◆ Exercise requirements: Copy out each line of the material below with no changes.
◇ ◇ ◇ ◇
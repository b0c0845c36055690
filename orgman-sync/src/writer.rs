//! Content-gated atomic writer.
//!
//! 1. Normalise line endings of the rendered content.
//! 2. Compare with the file on disk → skip if identical.
//! 3. Dry-run stops here and reports what would happen.
//! 4. Write through [`store::write_atomic`] (`.orgman.tmp` + rename).

use std::io::ErrorKind;
use std::path::{Path, PathBuf};

use orgman_core::store;

use crate::error::{io_err, SyncError};

/// Outcome of an individual file operation.
#[derive(Debug, Clone, PartialEq, Eq)]
pub enum WriteResult {
    /// File was written (content changed or did not previously exist).
    Written { path: PathBuf },
    /// File was skipped; content on disk already matches.
    Unchanged { path: PathBuf },
    /// Dry-run: the file *would* have been written.
    WouldWrite { path: PathBuf },
    /// Stale team file deleted by a pruning export.
    Removed { path: PathBuf },
    /// Dry-run: the stale team file *would* have been deleted.
    WouldRemove { path: PathBuf },
}

impl WriteResult {
    pub fn path(&self) -> &Path {
        match self {
            WriteResult::Written { path }
            | WriteResult::Unchanged { path }
            | WriteResult::WouldWrite { path }
            | WriteResult::Removed { path }
            | WriteResult::WouldRemove { path } => path,
        }
    }

    /// True for anything other than [`WriteResult::Unchanged`].
    pub fn is_change(&self) -> bool {
        !matches!(self, WriteResult::Unchanged { .. })
    }
}

/// Write `content` to `path` unless it already holds exactly that content.
pub fn write_file(path: &Path, content: &str, dry_run: bool) -> Result<WriteResult, SyncError> {
    let content = normalize_line_endings(content);

    if read_existing(path)?.as_deref() == Some(content.as_str()) {
        tracing::debug!("unchanged: {}", path.display());
        return Ok(WriteResult::Unchanged {
            path: path.to_path_buf(),
        });
    }

    if dry_run {
        tracing::info!("[dry-run] would write: {}", path.display());
        return Ok(WriteResult::WouldWrite {
            path: path.to_path_buf(),
        });
    }

    store::write_atomic(path, &content)?;
    tracing::info!("File {} written", path.display());
    Ok(WriteResult::Written {
        path: path.to_path_buf(),
    })
}

/// Delete a stale file.
pub fn remove_file(path: &Path, dry_run: bool) -> Result<WriteResult, SyncError> {
    if dry_run {
        tracing::info!("[dry-run] would remove: {}", path.display());
        return Ok(WriteResult::WouldRemove {
            path: path.to_path_buf(),
        });
    }
    std::fs::remove_file(path).map_err(|e| io_err(path, e))?;
    tracing::info!("File {} removed", path.display());
    Ok(WriteResult::Removed {
        path: path.to_path_buf(),
    })
}

/// Current content of `path` with normalised line endings, or `None` if absent.
pub(crate) fn read_existing(path: &Path) -> Result<Option<String>, SyncError> {
    match std::fs::read_to_string(path) {
        Ok(content) => Ok(Some(normalize_line_endings(&content))),
        Err(err) if err.kind() == ErrorKind::NotFound => Ok(None),
        Err(err) => Err(io_err(path, err)),
    }
}

pub(crate) fn normalize_line_endings(content: &str) -> String {
    content.replace("\r\n", "\n")
}

// ---------------------------------------------------------------------------
// Tests
// ---------------------------------------------------------------------------
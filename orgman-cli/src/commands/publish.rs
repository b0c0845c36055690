//! `orgman publish` — commit the working tree, push, and open or update the PR.

use anyhow::{Context, Result};
use clap::Args;

use orgman_core::Config;
use orgman_sync::{publish, GitCli, PublishOutcome, PublishSettings};

/// Arguments for `orgman publish`.
#[derive(Args, Debug)]
pub struct PublishArgs {}

impl PublishArgs {
    pub fn run(self) -> Result<()> {
        let (config, api) = super::connect()?;
        let settings = PublishSettings {
            repository: config.require_repository()?.to_string(),
            branch: config.branch.clone(),
            base_branch: config.base_branch.clone(),
        };
        let vcs = GitCli::new(config.repo_dir());

        let outcome = publish(&api, &vcs, &settings).context("publish failed")?;
        report_outcome(&outcome, &config)
    }
}

pub fn report_outcome(outcome: &PublishOutcome, config: &Config) -> Result<()> {
    match outcome {
        PublishOutcome::NothingToCommit => println!("Nothing to commit; no drift."),
        PublishOutcome::PushFailed => println!("Push did not succeed; no pull request opened."),
        PublishOutcome::PullRequestOpened { url } => println!("✓ opened {url}"),
        PublishOutcome::PullRequestUpdated { url } => println!("✓ updated {url}"),
        PublishOutcome::PullRequestFailed => {
            println!("Changes pushed, but the pull request could not be opened or updated.")
        }
    }
    if let Some(url) = outcome.pull_request_url() {
        super::emit_output(
            config.output_file.as_deref(),
            "pr-created",
            url,
            &mut std::io::stdout(),
        )?;
    }
    Ok(())
}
◇ ◇ ◇ ◇
◆ Response to this task:
repository b0c0845c36055690
filename orgman-sync/src/writer.rs
//! Content-gated atomic writer.
//!
//! 1. Normalise line endings of the rendered content.
//! 2. Compare with the file on disk → skip if identical.
//! 3. Dry-run stops here and reports what would happen.
//! 4. Write through [`store::write_atomic`] (`.orgman.tmp` + rename).

use std::io::ErrorKind;
use std::path::{Path, PathBuf};

use orgman_core::store;

use crate::error::{io_err, SyncError};

/// Outcome of an individual file operation.
#[derive(Debug, Clone, PartialEq, Eq)]
pub enum WriteResult {
    /// File was written (content changed or did not previously exist).
    Written { path: PathBuf },
    /// File was skipped; content on disk already matches.
    Unchanged { path: PathBuf },
    /// Dry-run: the file *would* have been written.
    WouldWrite { path: PathBuf },
    /// Stale team file deleted by a pruning export.
    Removed { path: PathBuf },
    /// Dry-run: the stale team file *would* have been deleted.
    WouldRemove { path: PathBuf },
}

impl WriteResult {
    pub fn path(&self) -> &Path {
        match self {
            WriteResult::Written { path }
            | WriteResult::Unchanged { path }
            | WriteResult::WouldWrite { path }
            | WriteResult::Removed { path }
            | WriteResult::WouldRemove { path } => path,
        }
    }

    /// True for anything other than [`WriteResult::Unchanged`].
    pub fn is_change(&self) -> bool {
        !matches!(self, WriteResult::Unchanged { .. })
    }
}

/// Write `content` to `path` unless it already holds exactly that content.
pub fn write_file(path: &Path, content: &str, dry_run: bool) -> Result<WriteResult, SyncError> {
    let content = normalize_line_endings(content);

    if read_existing(path)?.as_deref() == Some(content.as_str()) {
        tracing::debug!("unchanged: {}", path.display());
        return Ok(WriteResult::Unchanged {
            path: path.to_path_buf(),
        });
    }

    if dry_run {
        tracing::info!("[dry-run] would write: {}", path.display());
        return Ok(WriteResult::WouldWrite {
            path: path.to_path_buf(),
        });
    }

    store::write_atomic(path, &content)?;
    tracing::info!("File {} written", path.display());
    Ok(WriteResult::Written {
        path: path.to_path_buf(),
    })
}

/// Delete a stale file.
pub fn remove_file(path: &Path, dry_run: bool) -> Result<WriteResult, SyncError> {
    if dry_run {
        tracing::info!("[dry-run] would remove: {}", path.display());
        return Ok(WriteResult::WouldRemove {
            path: path.to_path_buf(),
        });
    }
    std::fs::remove_file(path).map_err(|e| io_err(path, e))?;
    tracing::info!("File {} removed", path.display());
    Ok(WriteResult::Removed {
        path: path.to_path_buf(),
    })
}

/// Current content of `path` with normalised line endings, or `None` if absent.
pub(crate) fn read_existing(path: &Path) -> Result<Option<String>, SyncError> {
    match std::fs::read_to_string(path) {
        Ok(content) => Ok(Some(normalize_line_endings(&content))),
        Err(err) if err.kind() == ErrorKind::NotFound => Ok(None),
        Err(err) => Err(io_err(path, err)),
    }
}

pub(crate) fn normalize_line_endings(content: &str) -> String {
    content.replace("\r\n", "\n")
}

// ---------------------------------------------------------------------------
// Tests
// ---------------------------------------------------------------------------
filename orgman-cli/src/commands/publish.rs
repository b0c0845c36055690
//! `orgman publish` — commit the working tree, push, and open or update the PR.

use anyhow::{Context, Result};
use clap::Args;

use orgman_core::Config;
use orgman_sync::{publish, GitCli, PublishOutcome, PublishSettings};

/// Arguments for `orgman publish`.
#[derive(Args, Debug)]
pub struct PublishArgs {}

impl PublishArgs {
    pub fn run(self) -> Result<()> {
        let (config, api) = super::connect()?;
        let settings = PublishSettings {
            repository: config.require_repository()?.to_string(),
            branch: config.branch.clone(),
            base_branch: config.base_branch.clone(),
        };
        let vcs = GitCli::new(config.repo_dir());

        let outcome = publish(&api, &vcs, &settings).context("publish failed")?;
        report_outcome(&outcome, &config)
    }
}

pub fn report_outcome(outcome: &PublishOutcome, config: &Config) -> Result<()> {
    match outcome {
        PublishOutcome::NothingToCommit => println!("Nothing to commit; no drift."),
        PublishOutcome::PushFailed => println!("Push did not succeed; no pull request opened."),
        PublishOutcome::PullRequestOpened { url } => println!("✓ opened {url}"),
        PublishOutcome::PullRequestUpdated { url } => println!("✓ updated {url}"),
        PublishOutcome::PullRequestFailed => {
            println!("Changes pushed, but the pull request could not be opened or updated.")
        }
    }
    if let Some(url) = outcome.pull_request_url() {
        super::emit_output(
            config.output_file.as_deref(),
            "pr-created",
            url,
            &mut std::io::stdout(),
        )?;
    }
    Ok(())
}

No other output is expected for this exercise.